::: DATASET CONTENT
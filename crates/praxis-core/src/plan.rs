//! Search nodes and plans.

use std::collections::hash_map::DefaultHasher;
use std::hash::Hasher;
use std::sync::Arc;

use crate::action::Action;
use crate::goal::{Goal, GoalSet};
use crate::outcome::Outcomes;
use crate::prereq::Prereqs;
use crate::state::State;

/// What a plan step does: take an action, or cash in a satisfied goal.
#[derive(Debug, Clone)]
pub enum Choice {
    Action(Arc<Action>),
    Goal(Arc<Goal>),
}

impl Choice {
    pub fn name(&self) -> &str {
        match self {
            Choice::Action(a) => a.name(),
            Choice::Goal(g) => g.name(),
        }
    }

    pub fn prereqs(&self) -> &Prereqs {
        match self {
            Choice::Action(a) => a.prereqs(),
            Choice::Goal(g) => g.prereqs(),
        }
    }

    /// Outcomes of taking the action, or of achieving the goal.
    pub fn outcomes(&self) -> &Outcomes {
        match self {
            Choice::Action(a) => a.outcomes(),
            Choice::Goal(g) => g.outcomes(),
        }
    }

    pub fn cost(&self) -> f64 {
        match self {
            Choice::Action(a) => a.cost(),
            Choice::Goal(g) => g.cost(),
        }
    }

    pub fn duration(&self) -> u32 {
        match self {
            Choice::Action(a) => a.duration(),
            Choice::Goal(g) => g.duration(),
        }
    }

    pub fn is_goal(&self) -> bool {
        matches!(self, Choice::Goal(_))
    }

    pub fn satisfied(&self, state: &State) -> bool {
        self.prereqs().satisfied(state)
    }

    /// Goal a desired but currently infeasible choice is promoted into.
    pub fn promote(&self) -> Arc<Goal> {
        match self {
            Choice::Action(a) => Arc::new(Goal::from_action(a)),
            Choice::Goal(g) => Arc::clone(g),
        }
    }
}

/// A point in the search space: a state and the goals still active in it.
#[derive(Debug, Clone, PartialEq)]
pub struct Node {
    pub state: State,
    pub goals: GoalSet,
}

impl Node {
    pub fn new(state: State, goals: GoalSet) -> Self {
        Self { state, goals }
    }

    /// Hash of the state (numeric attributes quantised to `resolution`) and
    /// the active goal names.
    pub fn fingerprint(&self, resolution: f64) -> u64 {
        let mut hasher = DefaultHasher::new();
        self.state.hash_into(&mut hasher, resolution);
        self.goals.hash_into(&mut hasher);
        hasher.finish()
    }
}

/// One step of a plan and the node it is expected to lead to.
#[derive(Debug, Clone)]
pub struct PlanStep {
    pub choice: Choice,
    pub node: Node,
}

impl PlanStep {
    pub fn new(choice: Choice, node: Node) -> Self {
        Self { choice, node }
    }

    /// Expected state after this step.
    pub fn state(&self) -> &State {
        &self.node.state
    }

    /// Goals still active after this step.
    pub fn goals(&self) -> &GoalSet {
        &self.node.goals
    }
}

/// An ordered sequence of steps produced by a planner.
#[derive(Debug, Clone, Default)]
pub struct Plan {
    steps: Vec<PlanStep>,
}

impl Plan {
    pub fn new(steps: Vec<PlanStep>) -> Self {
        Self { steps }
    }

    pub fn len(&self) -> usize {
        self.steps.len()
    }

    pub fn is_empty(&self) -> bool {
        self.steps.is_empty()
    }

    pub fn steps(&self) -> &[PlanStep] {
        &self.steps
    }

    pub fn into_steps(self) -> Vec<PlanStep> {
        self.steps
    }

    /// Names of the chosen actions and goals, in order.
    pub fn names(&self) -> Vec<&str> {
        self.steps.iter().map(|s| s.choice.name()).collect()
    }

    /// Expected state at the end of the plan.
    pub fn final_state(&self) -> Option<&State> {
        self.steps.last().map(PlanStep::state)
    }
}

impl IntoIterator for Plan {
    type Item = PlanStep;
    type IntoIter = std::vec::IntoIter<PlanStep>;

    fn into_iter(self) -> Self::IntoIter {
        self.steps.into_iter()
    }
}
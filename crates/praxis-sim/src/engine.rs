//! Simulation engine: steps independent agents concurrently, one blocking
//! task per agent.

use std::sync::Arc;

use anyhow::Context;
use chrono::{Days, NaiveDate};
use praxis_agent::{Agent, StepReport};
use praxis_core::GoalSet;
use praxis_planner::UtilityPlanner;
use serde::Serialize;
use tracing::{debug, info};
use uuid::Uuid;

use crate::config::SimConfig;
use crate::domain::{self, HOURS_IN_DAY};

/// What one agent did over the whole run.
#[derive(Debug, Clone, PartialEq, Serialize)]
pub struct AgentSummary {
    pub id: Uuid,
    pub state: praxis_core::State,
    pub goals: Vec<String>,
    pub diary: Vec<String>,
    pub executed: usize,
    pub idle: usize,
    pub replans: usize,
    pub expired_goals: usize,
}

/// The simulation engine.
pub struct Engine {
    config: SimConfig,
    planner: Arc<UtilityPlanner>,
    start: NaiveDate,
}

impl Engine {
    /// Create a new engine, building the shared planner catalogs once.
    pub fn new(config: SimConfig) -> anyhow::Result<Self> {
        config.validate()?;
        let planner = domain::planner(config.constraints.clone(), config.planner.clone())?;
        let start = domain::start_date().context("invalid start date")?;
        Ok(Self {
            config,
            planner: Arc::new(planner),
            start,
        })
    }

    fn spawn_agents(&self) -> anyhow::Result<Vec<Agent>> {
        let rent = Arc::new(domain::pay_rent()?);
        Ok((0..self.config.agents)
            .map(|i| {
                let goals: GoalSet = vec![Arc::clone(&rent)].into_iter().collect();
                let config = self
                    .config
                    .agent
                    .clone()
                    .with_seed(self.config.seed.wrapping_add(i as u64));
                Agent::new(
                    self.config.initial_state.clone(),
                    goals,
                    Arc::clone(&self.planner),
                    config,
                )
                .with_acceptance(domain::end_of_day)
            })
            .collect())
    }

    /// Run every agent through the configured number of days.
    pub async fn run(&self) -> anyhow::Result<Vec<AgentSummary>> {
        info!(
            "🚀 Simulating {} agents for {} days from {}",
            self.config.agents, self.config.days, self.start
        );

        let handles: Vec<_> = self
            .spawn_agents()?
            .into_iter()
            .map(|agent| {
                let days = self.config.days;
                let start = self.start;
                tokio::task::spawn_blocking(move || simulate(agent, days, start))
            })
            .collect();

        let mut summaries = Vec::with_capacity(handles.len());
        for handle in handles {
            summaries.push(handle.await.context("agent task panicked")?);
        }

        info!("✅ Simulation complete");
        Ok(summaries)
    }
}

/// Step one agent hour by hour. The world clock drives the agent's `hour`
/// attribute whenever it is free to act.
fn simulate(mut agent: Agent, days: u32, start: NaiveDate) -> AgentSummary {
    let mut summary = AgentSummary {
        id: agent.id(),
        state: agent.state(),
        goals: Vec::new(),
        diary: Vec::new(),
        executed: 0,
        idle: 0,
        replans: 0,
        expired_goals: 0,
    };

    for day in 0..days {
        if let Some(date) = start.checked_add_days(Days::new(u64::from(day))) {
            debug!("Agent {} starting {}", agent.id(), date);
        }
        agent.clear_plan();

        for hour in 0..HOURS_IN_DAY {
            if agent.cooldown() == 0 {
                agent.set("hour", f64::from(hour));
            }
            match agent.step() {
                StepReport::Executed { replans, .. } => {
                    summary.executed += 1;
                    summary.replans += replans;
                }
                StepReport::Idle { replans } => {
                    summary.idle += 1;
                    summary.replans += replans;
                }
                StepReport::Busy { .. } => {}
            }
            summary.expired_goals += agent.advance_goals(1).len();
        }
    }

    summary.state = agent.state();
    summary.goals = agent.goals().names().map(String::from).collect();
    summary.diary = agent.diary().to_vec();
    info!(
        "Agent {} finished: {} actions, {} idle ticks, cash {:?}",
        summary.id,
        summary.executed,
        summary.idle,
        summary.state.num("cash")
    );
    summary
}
::::::
- _WORK INSTRUCTION_
Your task is to find each line in the entries that contains the string "actions" and copy it.

- _OUTPUT OF THE TASK_
    /// Names of the chosen actions and goals, in order.
        "Agent {} finished: {} actions, {} idle ticks, cash {:?}",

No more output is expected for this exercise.